__What is being asked__
Below are the records. State how many of their lines contain "directory", with nothing else.

Supplied material START

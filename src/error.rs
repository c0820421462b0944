//! Error types for the FoxMCP bridge.
//!
//! This module defines all error types used throughout the crate. Every
//! variant maps onto one of the stable error kinds surfaced to MCP clients
//! via [`Error::kind`].
//!
//! # Usage
//!
//! All fallible operations return [`Result<T>`] which uses [`Error`]:
//!
//! ```ignore
//! use foxmcp_bridge::{Result, Error};
//!
//! async fn example(dispatcher: &Dispatcher) -> Result<()> {
//!     let tabs = dispatcher.call(Action::TabsList, json!({}), timeout).await?;
//!     Ok(())
//! }
//! ```
//!
//! # Error Categories
//!
//! | Category | Variants |
//! |----------|----------|
//! | Validation | [`Error::InvalidArgument`] |
//! | Connection | [`Error::Disconnected`], [`Error::Timeout`] |
//! | Extension | [`Error::Extension`] |
//! | Script executor | [`Error::NotConfigured`], [`Error::InvalidName`], [`Error::ScriptNotFound`], [`Error::NotExecutable`], [`Error::InvalidArgs`], [`Error::ExecutionFailed`] |
//! | Monitoring | [`Error::MonitorNotFound`] |
//! | Boundary | [`Error::Protocol`], [`Error::Io`], [`Error::Json`], [`Error::WebSocket`] |

// ============================================================================
// Imports
// ============================================================================

use std::io::Error as IoError;
use std::path::PathBuf;
use std::result::Result as StdResult;

use thiserror::Error;
use tokio_tungstenite::tungstenite::Error as WsError;

// ============================================================================
// Result Alias
// ============================================================================

/// Result type alias using crate [`enum@Error`].
///
/// All fallible operations in this crate return this type.
pub type Result<T> = StdResult<T, Error>;

// ============================================================================
// Error Enum
// ============================================================================

/// Main error type for the crate.
///
/// Each variant includes relevant context for debugging; [`Error::kind`]
/// yields the stable machine-readable kind string.
#[derive(Error, Debug)]
pub enum Error {
    // ========================================================================
    // Validation Errors
    // ========================================================================
    /// Tool argument violated its schema.
    ///
    /// Returned before anything is sent to the extension.
    #[error("Invalid argument: {message}")]
    InvalidArgument {
        /// Description of the violation.
        message: String,
    },

    // ========================================================================
    // Connection Errors
    // ========================================================================
    /// No extension connection at call time, or the connection was lost
    /// while the call was outstanding.
    #[error("Extension not connected")]
    Disconnected,

    /// Deadline expired without a matching response frame.
    #[error("Request '{action}' timed out after {timeout_ms}ms")]
    Timeout {
        /// Action name of the timed-out request.
        action: String,
        /// Milliseconds waited before timeout.
        timeout_ms: u64,
    },

    // ========================================================================
    // Extension Errors
    // ========================================================================
    /// Structured error frame returned by the extension.
    #[error("Extension error [{code}]: {message}")]
    Extension {
        /// Extension-assigned error code.
        code: String,
        /// Extension-assigned error message.
        message: String,
    },

    // ========================================================================
    // Script Executor Errors
    // ========================================================================
    /// Required environment is absent (e.g. no scripts directory).
    #[error("Not configured: {message}")]
    NotConfigured {
        /// Description of the missing configuration.
        message: String,
    },

    /// Script name failed charset, traversal, or containment checks.
    #[error("Invalid script name: {name}")]
    InvalidName {
        /// The rejected name.
        name: String,
    },

    /// Named script does not exist in the scripts directory.
    #[error("Script not found: {name}")]
    ScriptNotFound {
        /// The missing script name.
        name: String,
    },

    /// Resolved script is not executable by the current process.
    #[error("Script is not executable: {path}")]
    NotExecutable {
        /// The non-executable path.
        path: PathBuf,
    },

    /// Script arguments did not parse as a JSON array of strings.
    #[error("Invalid script arguments: {message}")]
    InvalidArgs {
        /// Description of the shape violation.
        message: String,
    },

    /// Script process exited nonzero, timed out, or produced invalid output.
    #[error("Script execution failed: {message}")]
    ExecutionFailed {
        /// Failure description, including captured stderr where available.
        message: String,
    },

    // ========================================================================
    // Monitoring Errors
    // ========================================================================
    /// Monitor session lookup failed.
    #[error("Monitor not found: {monitor_id}")]
    MonitorNotFound {
        /// The unknown monitor ID, as supplied by the caller.
        monitor_id: String,
    },

    // ========================================================================
    // Boundary Errors
    // ========================================================================
    /// Protocol violation on the wire (unparseable frame, unknown action).
    ///
    /// Logged on the inbound path; never surfaced to a tool caller because
    /// no caller is waiting on an unparseable frame.
    #[error("Protocol error: {message}")]
    Protocol {
        /// Description of the protocol violation.
        message: String,
    },

    /// IO error (file save, bind failure).
    #[error("IO error: {0}")]
    Io(#[from] IoError),

    /// JSON serialization error.
    #[error("JSON error: {0}")]
    Json(#[from] serde_json::Error),

    /// WebSocket transport error.
    #[error("WebSocket error: {0}")]
    WebSocket(#[from] WsError),
}

// ============================================================================
// Error Constructors
// ============================================================================

impl Error {
    /// Creates an invalid argument error.
    #[inline]
    pub fn invalid_argument(message: impl Into<String>) -> Self {
        Self::InvalidArgument {
            message: message.into(),
        }
    }

    /// Creates a timeout error for an action request.
    #[inline]
    pub fn timeout(action: impl Into<String>, timeout_ms: u64) -> Self {
        Self::Timeout {
            action: action.into(),
            timeout_ms,
        }
    }

    /// Creates an extension error from an error frame's payload.
    #[inline]
    pub fn extension(code: impl Into<String>, message: impl Into<String>) -> Self {
        Self::Extension {
            code: code.into(),
            message: message.into(),
        }
    }

    /// Creates a not-configured error.
    #[inline]
    pub fn not_configured(message: impl Into<String>) -> Self {
        Self::NotConfigured {
            message: message.into(),
        }
    }

    /// Creates an invalid script name error.
    #[inline]
    pub fn invalid_name(name: impl Into<String>) -> Self {
        Self::InvalidName { name: name.into() }
    }

    /// Creates a script not found error.
    #[inline]
    pub fn script_not_found(name: impl Into<String>) -> Self {
        Self::ScriptNotFound { name: name.into() }
    }

    /// Creates a not-executable error.
    #[inline]
    pub fn not_executable(path: impl Into<PathBuf>) -> Self {
        Self::NotExecutable { path: path.into() }
    }

    /// Creates an invalid script arguments error.
    #[inline]
    pub fn invalid_args(message: impl Into<String>) -> Self {
        Self::InvalidArgs {
            message: message.into(),
        }
    }

    /// Creates an execution failed error.
    #[inline]
    pub fn execution_failed(message: impl Into<String>) -> Self {
        Self::ExecutionFailed {
            message: message.into(),
        }
    }

    /// Creates a monitor not found error.
    #[inline]
    pub fn monitor_not_found(monitor_id: impl Into<String>) -> Self {
        Self::MonitorNotFound {
            monitor_id: monitor_id.into(),
        }
    }

    /// Creates a protocol error.
    #[inline]
    pub fn protocol(message: impl Into<String>) -> Self {
        Self::Protocol {
            message: message.into(),
        }
    }
}

// ============================================================================
// Error Kinds & Predicates
// ============================================================================

impl Error {
    /// Returns the stable kind string surfaced in tool results.
    #[must_use]
    pub fn kind(&self) -> &'static str {
        match self {
            Self::InvalidArgument { .. } => "invalid_argument",
            Self::Disconnected => "disconnected",
            Self::Timeout { .. } => "timeout",
            Self::Extension { .. } => "extension_error",
            Self::NotConfigured { .. } => "not_configured",
            Self::InvalidName { .. } => "invalid_name",
            Self::ScriptNotFound { .. } | Self::MonitorNotFound { .. } => "not_found",
            Self::NotExecutable { .. } => "not_executable",
            Self::InvalidArgs { .. } => "invalid_args",
            Self::ExecutionFailed { .. } => "execution_failed",
            Self::Io(_) => "io_error",
            Self::Protocol { .. } | Self::Json(_) | Self::WebSocket(_) => "protocol_error",
        }
    }

    /// Returns `true` if this is a timeout error.
    #[inline]
    #[must_use]
    pub fn is_timeout(&self) -> bool {
        matches!(self, Self::Timeout { .. })
    }

    /// Returns `true` if this error means the extension is unreachable.
    #[inline]
    #[must_use]
    pub fn is_disconnected(&self) -> bool {
        matches!(self, Self::Disconnected)
    }

    /// Returns `true` if this is a local validation failure.
    ///
    /// Validation failures never reach the extension.
    #[inline]
    #[must_use]
    pub fn is_invalid_argument(&self) -> bool {
        matches!(self, Self::InvalidArgument { .. })
    }
}

// ============================================================================
// Tests
// ============================================================================

#[cfg(test)]
mod tests {
    use super::*;

    use std::io::ErrorKind;

    #[test]
    fn test_error_display() {
        let err = Error::invalid_argument("tab_id must be an integer");
        assert_eq!(
            err.to_string(),
            "Invalid argument: tab_id must be an integer"
        );
    }

    #[test]
    fn test_timeout_display() {
        let err = Error::timeout("tabs.list", 15_000);
        assert_eq!(
            err.to_string(),
            "Request 'tabs.list' timed out after 15000ms"
        );
        assert!(err.is_timeout());
    }

    #[test]
    fn test_kind_strings() {
        assert_eq!(Error::Disconnected.kind(), "disconnected");
        assert_eq!(Error::invalid_argument("x").kind(), "invalid_argument");
        assert_eq!(
            Error::extension("tab_not_found", "no tab 9").kind(),
            "extension_error"
        );
        assert_eq!(Error::script_not_found("x.sh").kind(), "not_found");
        assert_eq!(Error::monitor_not_found("abc").kind(), "not_found");
        assert_eq!(Error::invalid_name("../x").kind(), "invalid_name");
        assert_eq!(Error::protocol("bad frame").kind(), "protocol_error");
    }

    #[test]
    fn test_predicates() {
        assert!(Error::Disconnected.is_disconnected());
        assert!(!Error::Disconnected.is_timeout());
        assert!(Error::invalid_argument("x").is_invalid_argument());
    }

    #[test]
    fn test_from_io_error() {
        let io_err = IoError::new(ErrorKind::NotFound, "file not found");
        let err: Error = io_err.into();
        assert!(matches!(err, Error::Io(_)));
        assert_eq!(err.kind(), "io_error");
    }

    #[test]
    fn test_from_json_error() {
        let json_err = serde_json::from_str::<String>("invalid").unwrap_err();
        let err: Error = json_err.into();
        assert!(matches!(err, Error::Json(_)));
    }
}
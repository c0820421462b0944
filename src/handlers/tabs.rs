//! Tab tools.
//!
//! Listing, creation, switching, property updates, and screenshot
//! capture. The list format is a wire-stable contract with MCP clients:
//!
//! ```text
//! Open tabs (2 found):
//! - ID 7: Example - https://example.com (active)
//! - ID 8: Docs - https://docs.example.com (pinned)
//! ```

// ============================================================================
// Imports
// ============================================================================

use base64::Engine;
use base64::engine::general_purpose::STANDARD as Base64Standard;
use serde_json::{Value, json};
use tracing::debug;

use crate::bridge::Bridge;
use crate::error::{Error, Result};
use crate::protocol::Action;
use crate::transport::DEFAULT_CALL_TIMEOUT;

use super::{SCREENSHOT_TIMEOUT, opt_bool, opt_i64, opt_str, opt_u64, require_i64, require_str, validate_url};

// ============================================================================
// Listing
// ============================================================================

/// `tabs_list`: lists every open tab.
pub async fn list(bridge: &Bridge) -> Result<String> {
    let data = bridge
        .dispatcher
        .call(Action::TabsList, json!({}), DEFAULT_CALL_TIMEOUT)
        .await?;

    let tabs = data
        .get("tabs")
        .and_then(Value::as_array)
        .cloned()
        .unwrap_or_default();

    let mut out = format!("Open tabs ({} found):", tabs.len());
    for tab in &tabs {
        out.push('\n');
        out.push_str(&format_tab_line(tab));
    }
    Ok(out)
}

/// `tabs_get_active`: describes the active tab.
pub async fn get_active(bridge: &Bridge) -> Result<String> {
    let data = bridge
        .dispatcher
        .call(Action::TabsActive, json!({}), DEFAULT_CALL_TIMEOUT)
        .await?;

    let tab = data.get("tab").unwrap_or(&data);
    Ok(format!("Active tab:\n{}", format_tab_line(tab)))
}

// ============================================================================
// Mutation
// ============================================================================

/// `tabs_create`: opens a new tab.
pub async fn create(bridge: &Bridge, args: &Value) -> Result<String> {
    let url = require_str(args, "url")?;
    validate_url("url", url)?;
    let active = opt_bool(args, "active", true)?;
    let pinned = opt_bool(args, "pinned", false)?;
    let window_id = opt_i64(args, "window_id")?;

    let mut data = json!({"url": url, "active": active, "pinned": pinned});
    if let Some(window_id) = window_id {
        data["windowId"] = json!(window_id);
    }

    let result = bridge
        .dispatcher
        .call(Action::TabsCreate, data, DEFAULT_CALL_TIMEOUT)
        .await?;

    let tab = result.get("tab").unwrap_or(&result);
    let id = tab.get("id").and_then(Value::as_i64).unwrap_or(-1);
    Ok(format!("Created tab ID {id}: {url}"))
}

/// `tabs_close`: closes a tab.
pub async fn close(bridge: &Bridge, args: &Value) -> Result<String> {
    let tab_id = require_i64(args, "tab_id")?;
    bridge
        .dispatcher
        .call(Action::TabsClose, json!({"tabId": tab_id}), DEFAULT_CALL_TIMEOUT)
        .await?;
    Ok(format!("Closed tab {tab_id}"))
}

/// `tabs_switch`: makes a tab active.
pub async fn switch(bridge: &Bridge, args: &Value) -> Result<String> {
    let tab_id = require_i64(args, "tab_id")?;
    bridge
        .dispatcher
        .call(Action::TabsSwitch, json!({"tabId": tab_id}), DEFAULT_CALL_TIMEOUT)
        .await?;
    Ok(format!("Switched to tab {tab_id}"))
}

/// `tabs_update`: updates tab properties.
pub async fn update(bridge: &Bridge, args: &Value) -> Result<String> {
    let tab_id = require_i64(args, "tab_id")?;

    let mut data = json!({"tabId": tab_id});
    if let Some(url) = opt_str(args, "url")? {
        validate_url("url", url)?;
        data["url"] = json!(url);
    }
    if let Some(Value::Bool(active)) = args.get("active") {
        data["active"] = json!(active);
    } else if matches!(args.get("active"), Some(v) if !v.is_null()) {
        return Err(Error::invalid_argument("'active' must be a boolean"));
    }
    if let Some(Value::Bool(pinned)) = args.get("pinned") {
        data["pinned"] = json!(pinned);
    } else if matches!(args.get("pinned"), Some(v) if !v.is_null()) {
        return Err(Error::invalid_argument("'pinned' must be a boolean"));
    }
    if let Some(Value::Bool(muted)) = args.get("muted") {
        data["muted"] = json!(muted);
    } else if matches!(args.get("muted"), Some(v) if !v.is_null()) {
        return Err(Error::invalid_argument("'muted' must be a boolean"));
    }

    if data.as_object().map(|o| o.len()) == Some(1) {
        return Err(Error::invalid_argument(
            "at least one of 'url', 'active', 'pinned', 'muted' is required",
        ));
    }

    bridge
        .dispatcher
        .call(Action::TabsUpdate, data, DEFAULT_CALL_TIMEOUT)
        .await?;
    Ok(format!("Updated tab {tab_id}"))
}

// ============================================================================
// Screenshots
// ============================================================================

/// `tabs_capture_screenshot`: captures the visible tab.
///
/// Without a `filename` the base64 data URL is returned directly;
/// otherwise the image bytes are decoded and written to disk, appending
/// the format-appropriate suffix when the filename lacks one.
pub async fn capture_screenshot(bridge: &Bridge, args: &Value) -> Result<String> {
    let format = match opt_str(args, "format")?.unwrap_or("png") {
        "png" => "png",
        "jpeg" | "jpg" => "jpeg",
        other => {
            return Err(Error::invalid_argument(format!(
                "'format' must be \"png\" or \"jpeg\", got \"{other}\""
            )));
        }
    };
    let quality = opt_u64(args, "quality", 90)?;
    if quality > 100 {
        return Err(Error::invalid_argument("'quality' must be between 0 and 100"));
    }
    let window_id = opt_i64(args, "window_id")?;
    let filename = opt_str(args, "filename")?;

    let mut data = json!({"format": format, "quality": quality});
    if let Some(window_id) = window_id {
        data["windowId"] = json!(window_id);
    }

    let result = bridge
        .dispatcher
        .call(Action::TabsCaptureScreenshot, data, SCREENSHOT_TIMEOUT)
        .await?;

    let data_url = result
        .get("dataUrl")
        .and_then(Value::as_str)
        .ok_or_else(|| Error::protocol("screenshot response is missing the dataUrl field"))?;

    let Some(filename) = filename else {
        return Ok(data_url.to_string());
    };

    let path = screenshot_path(filename, format);
    let bytes = decode_data_url(data_url)?;
    tokio::fs::write(&path, &bytes).await.map_err(Error::Io)?;

    debug!(path = %path, size = bytes.len(), "Screenshot written");
    Ok(format!("Screenshot saved to {path} ({} bytes)", bytes.len()))
}

/// Appends the format-appropriate suffix unless already present.
fn screenshot_path(filename: &str, format: &str) -> String {
    let lower = filename.to_ascii_lowercase();
    let has_suffix = match format {
        "jpeg" => lower.ends_with(".jpg") || lower.ends_with(".jpeg"),
        _ => lower.ends_with(".png"),
    };

    if has_suffix {
        filename.to_string()
    } else if format == "jpeg" {
        format!("{filename}.jpg")
    } else {
        format!("{filename}.png")
    }
}

/// Decodes the base64 payload of a `data:` URL (or a bare base64 string).
fn decode_data_url(data_url: &str) -> Result<Vec<u8>> {
    let b64 = data_url
        .split_once("base64,")
        .map_or(data_url, |(_, rest)| rest);
    Base64Standard
        .decode(b64.trim())
        .map_err(|e| Error::protocol(format!("screenshot payload is not valid base64: {e}")))
}

// ============================================================================
// Formatting
// ============================================================================

/// One `- ID {id}: {title} - {url}` line with status suffixes.
fn format_tab_line(tab: &Value) -> String {
    let id = tab.get("id").and_then(Value::as_i64).unwrap_or(-1);
    let title = tab.get("title").and_then(Value::as_str).unwrap_or("(no title)");
    let url = tab.get("url").and_then(Value::as_str).unwrap_or("");

    let mut line = format!("- ID {id}: {title} - {url}");
    if tab.get("active").and_then(Value::as_bool).unwrap_or(false) {
        line.push_str(" (active)");
    }
    if tab.get("pinned").and_then(Value::as_bool).unwrap_or(false) {
        line.push_str(" (pinned)");
    }
    line
}

// ============================================================================
// Tests
// ============================================================================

Supplied material END

__Response area__
2